FirstBank Nigeria, which was the 2011 winner of African Banker’s Most Innovative Bank in Africa award, caused a flurry of excitement when, last year, it launched Nigeria’s first biometric ATM, which identifies customers via body scanning.  As well as preventing bank cards from being used fraudulently, the ATM also makes usage more straightforward for those who find traditional withdrawals difficult, such as the illiterate and elderly.

Money transfer made easy

It is also no surprise that money transfer is another key area of the banking sector in which expansion and innovation is escalating. With a large number of the African middle class working abroad, remittances constitute the second-largest source of income after FDI for Africa, say experts.

“Today there are more mobile phone users on the continent than there are bank accounts, branches, and ATMs; and the vast majority of these mobile phone users are either unbanked or underbanked,” says Standard Bank’s Gustav Vermaas. “They typically run Africa’s informal economy, where vast amounts of money change hands but escape the formal economy. Most of these individuals have no access to financial services but would like to. This explains the huge potential of mobile banking and why, first mobile operators and now banks are embracing the platform.”

Yet the potential for expansion and further innovation is still huge, as developments over the last few months have proved. Visa, the world’s biggest international payments company, has announced that it will soon launch a mobile money transfer service specifically tailored to the African market. “Mobile money is very key for us. This is our key growth area. This is seen as a move by Visa to tap into the large mobile money transfer market, having the advantage of being an international company,” said Victor Ndlovu, the country manager for Visa in East and Central Africa.

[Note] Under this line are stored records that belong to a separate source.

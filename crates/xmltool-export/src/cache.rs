//! Relation cache.

use rustc_hash::FxHashSet;
use xmltool_model::ObjectId;

/// Ids of objects already exported during one export call.
///
/// Relations to an id in the cache are exported without fields and without
/// following their relations, which bounds the output on cyclic graphs.
#[derive(Debug, Default)]
pub struct RelationCache {
    visited: FxHashSet<ObjectId>,
}

impl RelationCache {
    /// Create an empty cache.
    pub fn new() -> Self {
        Self::default()
    }

    /// Record an id. Returns `true` if it was not cached before.
    pub fn mark(&mut self, id: ObjectId) -> bool {
        self.visited.insert(id)
    }

    /// Check if an id has been exported.
    pub fn contains(&self, id: ObjectId) -> bool {
        self.visited.contains(&id)
    }

    /// Number of cached ids.
    pub fn len(&self) -> usize {
        self.visited.len()
    }

    /// Check if nothing has been cached.
    pub fn is_empty(&self) -> bool {
        self.visited.is_empty()
    }
}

Meanwhile, in South Africa, Absa is also currently trialling a mobile transfer programme, which could potentially target around 40m users.

Moreover, the industry could soon explode in Africa’s most populous country Nigeria, where mobile transfers have yet to take off even though the number of mobile subscribers is edging towards 100m. Banking regulators have just granted final approval to 11 firms, which permits them to launch mobile money services for the country’s market.

There are already hints of activity: Guaranty Trust Bank, in partnership with MTN Nigeria, launched a mobile banking service in December. In the same month, Globacom, a telecommunications company, in conjunction with two Nigerian Banks, also launched a mobile service.

Mobile wallets are basic electronic bank accounts, which can be accessed using a mobile phone and, as well as money transfer, services include air-time purchases and the ability to make utility payments. They therefore provide Africans with the power to carry out a wide range of everyday actions without having to step into a bank.

That the mobile banking revolution recently prompted American media to question why the service has not taken off in the US is a revealing hint of the tectonic shifts, which Africa’s banking sector, and arguably Africa as a whole, is currently experiencing.

Innovation looks to be the operative word for the industry for years to come. Both customers and those in the industry in the developed world should take note. They may well find the next big thing hitting Africa first.